I need the newest record from SECOND TABLE for all people from first table. I try do it by this query:

SELECT people.id,
   people.name,
   data.v1,
   data.v2,
   data.v3,
   max(data.date)
FROM people
JOIN DATA ON people.id = data.id
GROUP BY people.id

I got the newest data but v1, v2, v3 is random from table.


Solution

  • You want entire rows from data, so aggregation is not an option here. In most databases, your query would fail, because the select and group by clause are not consistent... But MySQL, somehow unfortunaltely, gives you enough rope to developers to to hang themselves with. Your query runs (if sql mode ONLY_FULL_GROUP_BY is disabled), but is actually equivalent to:

    SELECT people.id, people.name, ANY_VALUE(data.v1), ANY_VALUE(data.v2), ANY_VALUE(data.v3), MAX(data.date)
    FROM people
    JOIN data on people.id = data.id
    GROUP BY people.id
    

    Now it is plain to see that the database gives you any value of data rows that match the join condition - which may, or may not belong to the row that has the latest date.

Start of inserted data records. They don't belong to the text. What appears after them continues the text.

// SPDX-License-Identifier: (MIT OR Apache-2.0)
//! Task submission: run a resolver on the pool and capture how it settles.
//!
//! `Fulfill` and `Reject` both write into the same write-once handle, so
//! whichever is called first wins and every later call is a no-op. The
//! handle's lock is the critical section shared by the submitting thread,
//! the worker running the resolver, and any thread a callback escapes to.

use pledge_rt::{TaskError, ThreadPool};

use crate::outcome::Handle;
use crate::value::Value;

/// Settles its deferred with a value.
#[derive(Clone)]
pub struct Fulfill {
    handle: Handle,
}

/// Settles its deferred with a reason.
#[derive(Clone)]
pub struct Reject {
    handle: Handle,
}

impl Fulfill {
    /// Returns `false` if the deferred had already settled.
    pub fn call(&self, value: impl Into<Value>) -> bool {
        let took = self.handle.complete(Ok(value.into()));
        if !took {
            tracing::trace!("fulfill ignored: already settled");
        }
        took
    }
}

impl Reject {
    /// Returns `false` if the deferred had already settled.
    pub fn call(&self, reason: impl Into<Value>) -> bool {
        let took = self.handle.complete(Err(TaskError::Rejected(reason.into())));
        if !took {
            tracing::trace!("reject ignored: already settled");
        }
        took
    }
}

impl std::fmt::Debug for Fulfill {
    fn fmt(&self, f: &mut std::fmt::Formatter<'_>) -> std::fmt::Result {
        f.debug_struct("Fulfill").field("handle", &self.handle).finish()
    }
}

impl std::fmt::Debug for Reject {
    fn fmt(&self, f: &mut std::fmt::Formatter<'_>) -> std::fmt::Result {
        f.debug_struct("Reject").field("handle", &self.handle).finish()
    }
}

/// The pair of settle callbacks handed to a resolver.
pub(crate) fn callbacks(handle: &Handle) -> (Fulfill, Reject) {
    (
        Fulfill {
            handle: handle.clone(),
        },
        Reject {
            handle: handle.clone(),
        },
    )
}

/// Submit `resolver` to `pool`; the returned handle settles however the
/// resolver reports.
///
/// An `Err` from the resolver rejects with that reason (if nothing settled
/// first). A panic settles with `Fault::Panicked`. A refused submission
/// settles with `Fault::PoolShutdown`. A resolver that never settles
/// leaves the handle pending.
pub(crate) fn submit<R>(pool: &ThreadPool, resolver: R) -> Handle
where
    R: FnOnce(Fulfill, Reject) -> Result<(), Value> + Send + 'static,
{
    Handle::spawn(pool, move |handle| {
        let (fulfill, reject) = callbacks(&handle);
        resolver(fulfill, reject)
    })
}
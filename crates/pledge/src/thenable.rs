// SPDX-License-Identifier: (MIT OR Apache-2.0)
//! Foreign promise-likes and the inputs `resolve` accepts.

use std::sync::Arc;

use crate::deferred::Deferred;
use crate::resolver::{Fulfill, Reject};
use crate::value::Value;

/// Anything that can report a single eventual outcome through a pair of
/// callbacks.
///
/// `then` attaches the callbacks; an `Err` return means attaching failed
/// and rejects the adapted deferred with that reason.
pub trait Thenable: Send + Sync {
    fn then(&self, fulfill: Fulfill, reject: Reject) -> Result<(), Value>;
}

impl<F> Thenable for F
where
    F: Fn(Fulfill, Reject) -> Result<(), Value> + Send + Sync,
{
    fn then(&self, fulfill: Fulfill, reject: Reject) -> Result<(), Value> {
        self(fulfill, reject)
    }
}

/// Input to `resolve`, `all` and `race`.
#[derive(Clone)]
pub enum Resolvable {
    /// Used as is.
    Deferred(Deferred),
    /// Adapted through its `then`.
    Thenable(Arc<dyn Thenable>),
    /// Wrapped as already fulfilled.
    Value(Value),
}

impl Resolvable {
    pub fn thenable<T: Thenable + 'static>(thenable: T) -> Self {
        Resolvable::Thenable(Arc::new(thenable))
    }
}

impl std::fmt::Debug for Resolvable {
    fn fmt(&self, f: &mut std::fmt::Formatter<'_>) -> std::fmt::Result {
        match self {
            Resolvable::Deferred(d) => f.debug_tuple("Deferred").field(d).finish(),
            Resolvable::Thenable(_) => write!(f, "Thenable(..)"),
            Resolvable::Value(v) => f.debug_tuple("Value").field(v).finish(),
        }
    }
}

impl From<Deferred> for Resolvable {
    fn from(d: Deferred) -> Self {
        Resolvable::Deferred(d)
    }
}

impl From<&Deferred> for Resolvable {
    fn from(d: &Deferred) -> Self {
        Resolvable::Deferred(d.clone())
    }
}

impl From<Arc<dyn Thenable>> for Resolvable {
    fn from(t: Arc<dyn Thenable>) -> Self {
        Resolvable::Thenable(t)
    }
}

macro_rules! resolvable_from_value {
    ($($ty:ty),* $(,)?) => {
        $(
            impl From<$ty> for Resolvable {
                fn from(v: $ty) -> Self {
                    Resolvable::Value(Value::from(v))
                }
            }
        )*
    };
}

resolvable_from_value!(Value, (), bool, i32, i64, f64, &str, String, Vec<Value>);
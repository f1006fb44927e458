// SPDX-License-Identifier: (MIT OR Apache-2.0)
//! Pledge: promise-style deferred values over a shared thread pool.
//!
//! Callback-chained code (`resolve`/`reject`, `then`, `catch`, `all`,
//! `race`) whose work runs on background threads. Continuations run on
//! whichever thread observes their input settle.
//!
//! Components:
//! - deferred: construction, chaining, combinators
//! - resolver: task submission and the settle callbacks
//! - thenable: foreign promise-likes and `resolve` inputs
//! - outcome: settled outcomes and failure unwrapping
//! - value: payload type
//! - drain: end-of-run shutdown of the shared pool

pub mod deferred;
pub mod drain;
pub mod outcome;
pub mod resolver;
pub mod thenable;
pub mod value;

pub use deferred::{Deferred, Handler};
pub use drain::quiesce;
pub use outcome::{Handle, Outcome};
pub use pledge_rt::{Fault, PoolConfig, PoolError, TaskError, ThreadPool};
pub use resolver::{Fulfill, Reject};
pub use thenable::{Resolvable, Thenable};
pub use value::Value;
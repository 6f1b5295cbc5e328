//! # Car Console
//!
//! Polls the console's buttons, drives its lamps and relays and layers
//! engine, siren, horn and radio audio, forever, at a fixed tick rate.
//!
//! # Module Structure
//!
//! - [`button`] - Click / long-press classification of one button
//! - [`keyboard`] - The radio's three-button keyboard
//! - [`component`] - Component contract and registration order
//! - [`components`] - Battery, engine, turn signals, emergency light, radio, horn
//! - [`car`] - Simulation loop, audio arbitration and pacing
//! - [`builder`] - Wires components to configured ports
//! - [`audio`] - Sound names and audio backends
//! - [`media`] - Removable media and the external player
//! - [`error`] - Startup errors
//!
//! # Tick
//!
//! ```text
//!  now ──► Battery ─► Engine ─► TurnSignal L ─► TurnSignal R ─► EmergencyLight ─► Radio ─► Horn
//!            │          │            │              │                │             │        │
//!            └──────────┴────────────┴──────────────┴────────────────┴─────────────┴────────┘
//!                                                 │
//!                          one-shots (in order) + last loop request
//!                                                 ▼
//!                                           AudioOutput
//! ```

pub mod audio;
pub mod builder;
pub mod button;
pub mod car;
pub mod component;
pub mod components;
pub mod error;
pub mod keyboard;
pub mod media;

pub use builder::build_car;
pub use car::{Car, CycleStats, TickAudio};
pub use component::{AudioRequest, Component, ComponentKind, REGISTRATION_ORDER};
pub use error::StartupError;
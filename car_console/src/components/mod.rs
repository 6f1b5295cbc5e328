//! Console components.
//!
//! - [`battery`] - ignition indicator
//! - [`engine`] - starter, gearbox and engine sounds
//! - [`turn_signal`] - blinkers (left and right share the emergency button)
//! - [`emergency_light`] - beacon relay and siren
//! - [`radio`] - removable media player
//! - [`horn`] - horn loop

pub mod battery;
pub mod emergency_light;
pub mod engine;
pub mod horn;
pub mod radio;
pub mod turn_signal;

pub use battery::Battery;
pub use emergency_light::EmergencyLight;
pub use engine::{Engine, Gear};
pub use horn::Horn;
pub use radio::Radio;
pub use turn_signal::TurnSignal;
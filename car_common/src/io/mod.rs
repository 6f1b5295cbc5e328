//! Console I/O: roles, point configuration and the role registry.

pub mod config;
pub mod registry;
pub mod role;
//! The component contract and the registration order.
//!
//! A component is a timed state machine advanced once per tick. Audio
//! requests live for exactly one tick: every component clears its
//! [`AudioRequest`] at the start of `step` before recomputing it.
//!
//! # Loop precedence
//!
//! Exactly one continuous track plays at a time. The loop walks the
//! components in [`REGISTRATION_ORDER`] and the *last* one that requests a
//! track wins; silence plays when none does. With the standard order the
//! horn overrides the radio, which overrides the emergency siren, which
//! overrides the engine.

use crate::audio::Sound;
use std::fmt;

/// Identity of a component, in the order the loop runs them.
#[derive(Debug, Clone, Copy, PartialEq, Eq, Hash)]
pub enum ComponentKind {
    Battery,
    Engine,
    TurnSignalLeft,
    TurnSignalRight,
    EmergencyLight,
    Radio,
    Horn,
}

/// Order in which components are registered and stepped. Later entries
/// take precedence for the continuous loop.
pub const REGISTRATION_ORDER: [ComponentKind; 7] = [
    ComponentKind::Battery,
    ComponentKind::Engine,
    ComponentKind::TurnSignalLeft,
    ComponentKind::TurnSignalRight,
    ComponentKind::EmergencyLight,
    ComponentKind::Radio,
    ComponentKind::Horn,
];

impl fmt::Display for ComponentKind {
    fn fmt(&self, f: &mut fmt::Formatter<'_>) -> fmt::Result {
        fmt::Debug::fmt(self, f)
    }
}

/// Sounds a component asks for during the current tick.
#[derive(Debug, Clone, Copy, PartialEq, Eq, Default)]
pub struct AudioRequest {
    /// Sample to play once.
    pub one_shot: Option<Sound>,
    /// Continuous track this component wants.
    pub loop_track: Option<Sound>,
}

impl AudioRequest {
    /// No request.
    pub const NONE: Self = Self {
        one_shot: None,
        loop_track: None,
    };

    /// Drop both requests.
    pub fn clear(&mut self) {
        *self = Self::NONE;
    }
}

/// A piece of the console advanced by the simulation loop.
pub trait Component {
    /// Which component this is.
    fn kind(&self) -> ComponentKind;

    /// Advance one tick. `now` is wall-clock seconds.
    ///
    /// Must be total: no input combination may panic or fail.
    fn step(&mut self, now: f64);

    /// Audio requested during the last `step`. Silent components keep
    /// the default.
    fn audio(&self) -> AudioRequest {
        AudioRequest::NONE
    }
}
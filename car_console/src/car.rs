//! The simulation loop.
//!
//! `Car` owns the components in registration order and an audio backend.
//! One tick steps every component, plays all requested one-shots in
//! registration order and selects the single continuous track: the last
//! component that asked for one wins, silence otherwise.
//!
//! Pacing is best effort: after each tick the loop sleeps for whatever is
//! left of the tick budget. Overruns are counted and logged, never caught
//! up.

use crate::audio::{AudioOutput, Sound};
use crate::component::{Component, ComponentKind};
use std::time::{Duration, Instant, SystemTime, UNIX_EPOCH};
use tracing::{debug, info, trace, warn};

/// Resolved audio of one tick.
#[derive(Debug, Clone, PartialEq, Eq)]
pub struct TickAudio {
    /// One-shots in registration order.
    pub one_shots: Vec<Sound>,
    /// The continuous track to play.
    pub loop_track: Sound,
}

/// Loop timing statistics.
#[derive(Debug, Default, Clone)]
pub struct CycleStats {
    /// Ticks executed.
    pub cycle_count: u64,
    /// Ticks whose body exceeded the budget.
    pub timing_violations: u64,
    /// Longest tick body [µs].
    pub max_cycle_time_us: u64,
    /// Sum of tick bodies, for the average [µs].
    pub total_cycle_time_us: u64,
}

impl CycleStats {
    /// Account one tick. Returns `true` when it overran `budget`.
    pub fn record(&mut self, elapsed: Duration, budget: Duration) -> bool {
        let us = elapsed.as_micros() as u64;
        self.cycle_count += 1;
        self.total_cycle_time_us += us;
        self.max_cycle_time_us = self.max_cycle_time_us.max(us);
        let overrun = elapsed > budget;
        if overrun {
            self.timing_violations += 1;
        }
        overrun
    }

    /// Mean tick body [µs].
    pub fn average_cycle_time_us(&self) -> u64 {
        self.total_cycle_time_us.checked_div(self.cycle_count).unwrap_or(0)
    }
}

/// The console.
pub struct Car {
    components: Vec<Box<dyn Component>>,
    audio: Box<dyn AudioOutput>,
    tick_budget: Duration,
    stats: CycleStats,
}

impl Car {
    /// Empty console ticking at `frequency_hz`.
    pub fn new(audio: Box<dyn AudioOutput>, frequency_hz: u32) -> Self {
        debug!("Initializing car at {} Hz", frequency_hz);
        Self {
            components: Vec::new(),
            audio,
            tick_budget: Duration::from_secs_f64(1.0 / f64::from(frequency_hz.max(1))),
            stats: CycleStats::default(),
        }
    }

    /// Append a component. Registration order is loop precedence.
    pub fn add(&mut self, component: Box<dyn Component>) {
        debug!("Registered {}", component.kind());
        self.components.push(component);
    }

    /// Registered components, in order.
    pub fn kinds(&self) -> Vec<ComponentKind> {
        self.components.iter().map(|c| c.kind()).collect()
    }

    /// Target time between ticks.
    pub fn tick_budget(&self) -> Duration {
        self.tick_budget
    }

    /// Timing statistics of [`Car::run`].
    pub fn stats(&self) -> &CycleStats {
        &self.stats
    }

    /// Run one tick at wall-clock time `now` [s] and hand the result to
    /// the audio backend.
    pub fn step(&mut self, now: f64) -> TickAudio {
        let mut tick = TickAudio {
            one_shots: Vec::new(),
            loop_track: Sound::Silence,
        };
        let mut requested = None;

        for component in &mut self.components {
            component.step(now);
            let audio = component.audio();
            if let Some(sound) = audio.one_shot {
                tick.one_shots.push(sound);
            }
            if audio.loop_track.is_some() {
                requested = audio.loop_track;
            }
        }
        if let Some(sound) = requested {
            tick.loop_track = sound;
        }

        for sound in &tick.one_shots {
            self.audio.play(*sound);
        }
        self.audio.set_loop(tick.loop_track);

        trace!("Tick {:.3}: {:?}", now, tick);
        tick
    }

    /// Tick forever.
    pub fn run(&mut self) -> ! {
        info!(
            "Starting car main loop ({} components, tick budget {}us)",
            self.components.len(),
            self.tick_budget.as_micros()
        );

        loop {
            let cycle_start = Instant::now();
            self.step(wall_clock_seconds());

            let elapsed = cycle_start.elapsed();
            if self.stats.record(elapsed, self.tick_budget) {
                let n = self.stats.timing_violations;
                if n <= 10 || n % 1000 == 0 {
                    warn!(
                        "Timing violation #{}: tick took {}us (budget {}us)",
                        n,
                        elapsed.as_micros(),
                        self.tick_budget.as_micros()
                    );
                }
            }

            if self.stats.cycle_count % 1000 == 0 {
                debug!(
                    "Main loop: {} ticks, avg={}us, max={}us, violations={}",
                    self.stats.cycle_count,
                    self.stats.average_cycle_time_us(),
                    self.stats.max_cycle_time_us,
                    self.stats.timing_violations
                );
            }

            if let Some(remaining) = self.tick_budget.checked_sub(elapsed) {
                std::thread::sleep(remaining);
            }
        }
    }
}

/// Seconds since the UNIX epoch.
fn wall_clock_seconds() -> f64 {
    SystemTime::now()
        .duration_since(UNIX_EPOCH)
        .map_or(0.0, |d| d.as_secs_f64())
}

    Instead of grouping, you actually need to filter. One option uses a subquery:

    select p.id, p.name, d.v1, d.v2, d.v3, d.date
    from people p
    inner join data d on d.id = p.id
    where d.date = (select max(d1.date) from data d1 where d1.id = d.id)
    

    The upside of this approach is that it works in all versions of MySQL, including pre-8.0, where window functions are not available.